→ **RECORDS**:
• • •
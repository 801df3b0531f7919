//! GPU isosurface extraction using wgpu compute shaders.
//!
//! `GpuExtractor` owns the device, the compiled stage pipelines and the
//! uploaded cube tables. Every extraction reuses them; only per-volume
//! buffers are created per call.

use bytemuck::{Pod, Zeroable};
use wgpu::util::DeviceExt;

use crate::core::{BlockLayout, VolumeSpec};
use crate::error::{ExtractError, Result};
use crate::tables::CubeTables;

mod buffers;
mod compact;
mod extract;
mod generate;
mod pipelines;
mod reduce;
mod sampler;
mod shaders;

pub(crate) use buffers::{map_buffer, readback_buffer};
use pipelines::create_pipelines;
pub use sampler::GpuVolumeSampler;

/// Uniform block shared by the three stage shaders.
#[repr(C)]
#[derive(Debug, Clone, Copy, Pod, Zeroable)]
pub(crate) struct Params {
    pub dims: [u32; 4],
    pub block_dims: [u32; 4],
    /// `w` holds the total block count.
    pub num_blocks: [u32; 4],
    /// `w` holds the voxel size.
    pub origin_world: [f32; 4],
    pub threshold: f32,
    pub max_vertices: u32,
    pub active_count: u32,
    pub dispatch_width: u32,
}

impl Params {
    pub fn new(spec: &VolumeSpec, layout: &BlockLayout, threshold: f32) -> Self {
        let [nx, ny, nz] = spec.dims;
        let [bx, by, bz] = layout.block_dims;
        let [cx, cy, cz] = layout.num_blocks;
        let o = spec.origin_world;
        Self {
            dims: [nx, ny, nz, 0],
            block_dims: [bx, by, bz, 0],
            num_blocks: [cx, cy, cz, layout.num_blocks_total()],
            origin_world: [o.x, o.y, o.z, spec.voxel_size],
            threshold,
            max_vertices: 0,
            active_count: 0,
            dispatch_width: 1,
        }
    }
}

/// Configuration for the GPU extractor.
#[derive(Debug, Clone, Default)]
pub struct GpuExtractorConfig {
    /// Invocations per workgroup for every stage (0 = auto-detect). Must be
    /// a power of two no larger than 256.
    pub workgroup_size: u32,
}

const MAX_WORKGROUP_SIZE: u32 = 256;

pub struct GpuExtractor {
    pub(crate) adapter: wgpu::Adapter,
    pub(crate) device: wgpu::Device,
    pub(crate) queue: wgpu::Queue,
    pub(crate) reduce_pipeline: wgpu::ComputePipeline,
    pub(crate) reduce_bind_group_layout: wgpu::BindGroupLayout,
    pub(crate) scan_pipeline: wgpu::ComputePipeline,
    pub(crate) scatter_pipeline: wgpu::ComputePipeline,
    pub(crate) compact_bind_group_layout: wgpu::BindGroupLayout,
    pub(crate) generate_pipeline: wgpu::ComputePipeline,
    pub(crate) generate_bind_group_layout: wgpu::BindGroupLayout,
    pub(crate) edge_table_buf: wgpu::Buffer,
    pub(crate) edge_masks_buf: wgpu::Buffer,
    pub(crate) tri_table_buf: wgpu::Buffer,
    pub(crate) workgroup_size: u32,
    pub(crate) max_invocations: u32,
    pub(crate) max_storage_buffer_binding_size: u64,
    pub(crate) max_storage_buffers_per_shader_stage: u32,
    pub(crate) max_compute_workgroups_per_dimension: u32,
}

/// Summary of the device limits that shape an extraction.
#[derive(Debug, Clone, Copy)]
pub struct GpuLimitsSummary {
    pub max_invocations_per_workgroup: u32,
    pub max_storage_buffers_per_shader_stage: u32,
    pub max_storage_buffer_binding_size: u64,
    pub max_compute_workgroups_per_dimension: u32,
}

impl GpuExtractor {
    /// Acquires a device, compiles the stage pipelines and uploads the cube
    /// tables.
    pub async fn new(config: GpuExtractorConfig) -> Result<Self> {
        let instance = wgpu::Instance::default();
        let adapter = instance
            .request_adapter(&wgpu::RequestAdapterOptions::default())
            .await
            .ok_or(ExtractError::NoAdapter)?;

        let (device, queue) = adapter
            .request_device(&wgpu::DeviceDescriptor::default(), None)
            .await
            .map_err(|e| ExtractError::Device(e.to_string()))?;

        let limits = device.limits();
        let max_invocations = limits.max_compute_invocations_per_workgroup;
        let workgroup_size = compute_workgroup_size(&config, max_invocations)?;

        let pipelines = create_pipelines(&device, workgroup_size).await?;

        let tables = CubeTables::standard();
        let edge_table_buf = device.create_buffer_init(&wgpu::util::BufferInitDescriptor {
            label: Some("iso_mesher.edge_table"),
            contents: bytemuck::cast_slice(&tables.gpu_edges()),
            usage: wgpu::BufferUsages::STORAGE,
        });
        let edge_masks_buf = device.create_buffer_init(&wgpu::util::BufferInitDescriptor {
            label: Some("iso_mesher.edge_masks"),
            contents: bytemuck::cast_slice(&tables.gpu_edge_masks()),
            usage: wgpu::BufferUsages::STORAGE,
        });
        let tri_table_buf = device.create_buffer_init(&wgpu::util::BufferInitDescriptor {
            label: Some("iso_mesher.tri_table"),
            contents: bytemuck::cast_slice(&tables.gpu_triangles()),
            usage: wgpu::BufferUsages::STORAGE,
        });

        let extractor = Self {
            adapter,
            device,
            queue,
            reduce_pipeline: pipelines.reduce_pipeline,
            reduce_bind_group_layout: pipelines.reduce_bind_group_layout,
            scan_pipeline: pipelines.scan_pipeline,
            scatter_pipeline: pipelines.scatter_pipeline,
            compact_bind_group_layout: pipelines.compact_bind_group_layout,
            generate_pipeline: pipelines.generate_pipeline,
            generate_bind_group_layout: pipelines.generate_bind_group_layout,
            edge_table_buf,
            edge_masks_buf,
            tri_table_buf,
            workgroup_size,
            max_invocations,
            max_storage_buffer_binding_size: limits.max_storage_buffer_binding_size as u64,
            max_storage_buffers_per_shader_stage: limits.max_storage_buffers_per_shader_stage,
            max_compute_workgroups_per_dimension: limits.max_compute_workgroups_per_dimension,
        };
        log::info!(
            "GPU extractor on {:?}: workgroup size {}, {:?}",
            extractor.adapter.get_info().name,
            workgroup_size,
            extractor.limits_summary()
        );
        Ok(extractor)
    }

    pub fn adapter(&self) -> &wgpu::Adapter {
        &self.adapter
    }

    pub fn device(&self) -> &wgpu::Device {
        &self.device
    }

    pub fn queue(&self) -> &wgpu::Queue {
        &self.queue
    }

    pub fn limits_summary(&self) -> GpuLimitsSummary {
        GpuLimitsSummary {
            max_invocations_per_workgroup: self.max_invocations,
            max_storage_buffers_per_shader_stage: self.max_storage_buffers_per_shader_stage,
            max_storage_buffer_binding_size: self.max_storage_buffer_binding_size,
            max_compute_workgroups_per_dimension: self.max_compute_workgroups_per_dimension,
        }
    }

    pub fn workgroup_size(&self) -> u32 {
        self.workgroup_size
    }

    /// Validates that a buffer size fits within device limits.
    pub(crate) fn ensure_storage_fits(&self, bytes: u64, label: &str) -> Result<()> {
        if bytes > self.max_storage_buffer_binding_size {
            return Err(ExtractError::ResourceExhausted {
                label: label.to_string(),
                bytes,
                limit: self.max_storage_buffer_binding_size,
            });
        }
        Ok(())
    }

    /// Folds `workgroups` into an `(x, y)` grid within the per-dimension
    /// limit. Shaders recover the flat index as `x + y * width`.
    pub(crate) fn dispatch_grid(&self, workgroups: u32, label: &str) -> Result<(u32, u32)> {
        dispatch_grid(workgroups, self.max_compute_workgroups_per_dimension).ok_or_else(|| {
            ExtractError::Validation(format!(
                "{label}: {} workgroups exceed a {}x{} dispatch",
                workgroups,
                self.max_compute_workgroups_per_dimension,
                self.max_compute_workgroups_per_dimension
            ))
        })
    }

    pub(crate) fn params_buffer(&self, params: &Params, label: &str) -> wgpu::Buffer {
        self.device.create_buffer_init(&wgpu::util::BufferInitDescriptor {
            label: Some(label),
            contents: bytemuck::bytes_of(params),
            usage: wgpu::BufferUsages::UNIFORM,
        })
    }
}

fn dispatch_grid(workgroups: u32, max_per_dim: u32) -> Option<(u32, u32)> {
    if workgroups <= max_per_dim {
        return Some((workgroups, 1));
    }
    let height = (workgroups - 1) / max_per_dim + 1;
    (height <= max_per_dim).then_some((max_per_dim, height))
}

/// Picks the workgroup size from config and device limits.
fn compute_workgroup_size(config: &GpuExtractorConfig, max_invocations: u32) -> Result<u32> {
    let cap = MAX_WORKGROUP_SIZE.min(max_invocations);
    if config.workgroup_size == 0 {
        // Largest power of two not above the cap.
        return Ok(1 << (31 - cap.max(1).leading_zeros()));
    }
    let size = config.workgroup_size;
    if !size.is_power_of_two() || size > cap {
        return Err(ExtractError::InvalidConfig(format!(
            "workgroup_size must be a power of two <= {cap} (got {size})"
        )));
    }
    Ok(size)
}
• • •
→ **THE TASK**:
How many lines of the material above hold "contents"? Answer with that number alone.

→ **EXPECTED ANSWER**:
4